WORK INSTRUCTIONS: Show every line below where "statistics" can be found.

- Opening Delimiter -

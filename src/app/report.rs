//! Per-cycle status reporting.
//!
//! Everything logged here is derived from the [`PollSummary`] alone, so the
//! report can be reproduced (and tested) without touching the loop.

use chrono::DateTime;
use log::info;

use crate::tracker::PollSummary;

/// Formats a unix timestamp for the statistics report.
///
/// Falls back to the raw number for timestamps outside chrono's range.
fn format_timestamp(timestamp: i64) -> String {
    DateTime::from_timestamp(timestamp, 0)
        .map(|dt| dt.format("%Y-%m-%d %H:%M").to_string())
        .unwrap_or_else(|| timestamp.to_string())
}

/// Logs the status of one completed poll cycle.
pub fn log_poll_summary(summary: &PollSummary) {
    let sample = &summary.sample;
    info!(
        "🛰️ ISS position: {}, {} at timestamp {}",
        sample.latitude, sample.longitude, sample.timestamp
    );

    match summary.resolution.country() {
        Some(country) => {
            info!("🌍 Current country: {country}");
            if summary.visit_recorded {
                info!("🚀 New country visit recorded: {country}");
            } else {
                info!("📍 Still over the same country: {country}");
            }
        }
        None => info!("🌊 No landmass match for current position"),
    }

    if !summary.stats.is_empty() {
        info!("📊 Visit statistics:");
        for entry in &summary.stats {
            info!(
                "  {}: {} visit{} (first: {}, last: {})",
                entry.country,
                entry.visit_count,
                if entry.visit_count == 1 { "" } else { "s" },
                format_timestamp(entry.first_visit),
                format_timestamp(entry.last_visit)
            );
        }
    }
}
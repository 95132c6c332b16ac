//! Visit-change detection: the core decision logic.
//!
//! The tracker holds no in-process state between polls. The last-known
//! country lives in the store and is re-read every cycle, which makes the
//! tracker resumable across restarts for free.

use log::debug;

use crate::config::STATS_TOP_N;
use crate::error_handling::TrackerError;
use crate::models::Sample;
use crate::position::PositionSource;
use crate::resolver::{CountryResolution, CountryResolver};
use crate::storage::{CountryStats, VisitStore};

/// Everything one poll cycle produced, for reporting.
#[derive(Debug)]
pub struct PollSummary {
    /// The fetched position sample.
    pub sample: Sample,
    /// What the coordinates resolved to.
    pub resolution: CountryResolution,
    /// Whether this cycle recorded a new country visit.
    pub visit_recorded: bool,
    /// Up to [`STATS_TOP_N`] countries by visit count.
    pub stats: Vec<CountryStats>,
}

/// Polls the position source and records country changes through the store.
pub struct VisitTracker<S, R> {
    source: S,
    resolver: R,
    store: VisitStore,
}

impl<S: PositionSource, R: CountryResolver> VisitTracker<S, R> {
    /// Creates a tracker over the given collaborators.
    pub fn new(source: S, resolver: R, store: VisitStore) -> Self {
        Self {
            source,
            resolver,
            store,
        }
    }

    /// Runs one poll cycle: fetch, resolve, compare, maybe record.
    ///
    /// The transition rule: a visit is recorded iff the resolved country is
    /// known *and* differs from the stored last-known country. An `Unknown`
    /// resolution never records a visit and never touches the marker, so a
    /// single ocean-crossing sample can't corrupt the comparison baseline or
    /// make the tracker flap between "ocean" and the last real country.
    ///
    /// # Errors
    ///
    /// Propagates fetch and store failures to the caller; the polling loop
    /// owns the log-and-continue policy.
    pub async fn poll(&self) -> Result<PollSummary, TrackerError> {
        let sample = self.source.fetch().await?;
        let resolution = self.resolver.resolve(sample.latitude, sample.longitude);
        let last_country = self.store.last_country().await?;

        let mut visit_recorded = false;
        if let CountryResolution::Country(country) = &resolution {
            if last_country.as_ref() != Some(country) {
                self.store
                    .record_visit(country, sample.latitude, sample.longitude, sample.timestamp)
                    .await?;
                self.store.set_last_country(country).await?;
                visit_recorded = true;
            } else {
                debug!("Still over {country}, no visit recorded");
            }
        }

        let mut stats = self.store.visit_stats().await?;
        stats.truncate(STATS_TOP_N);

        Ok(PollSummary {
            sample,
            resolution,
            visit_recorded,
            stats,
        })
    }

    /// The underlying store.
    pub fn store(&self) -> &VisitStore {
        &self.store
    }
}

- Closing Delimiter -

ANSWER TO THIS PROBLEM:
/// Formats a unix timestamp for the statistics report.
        info!("📊 Visit statistics:");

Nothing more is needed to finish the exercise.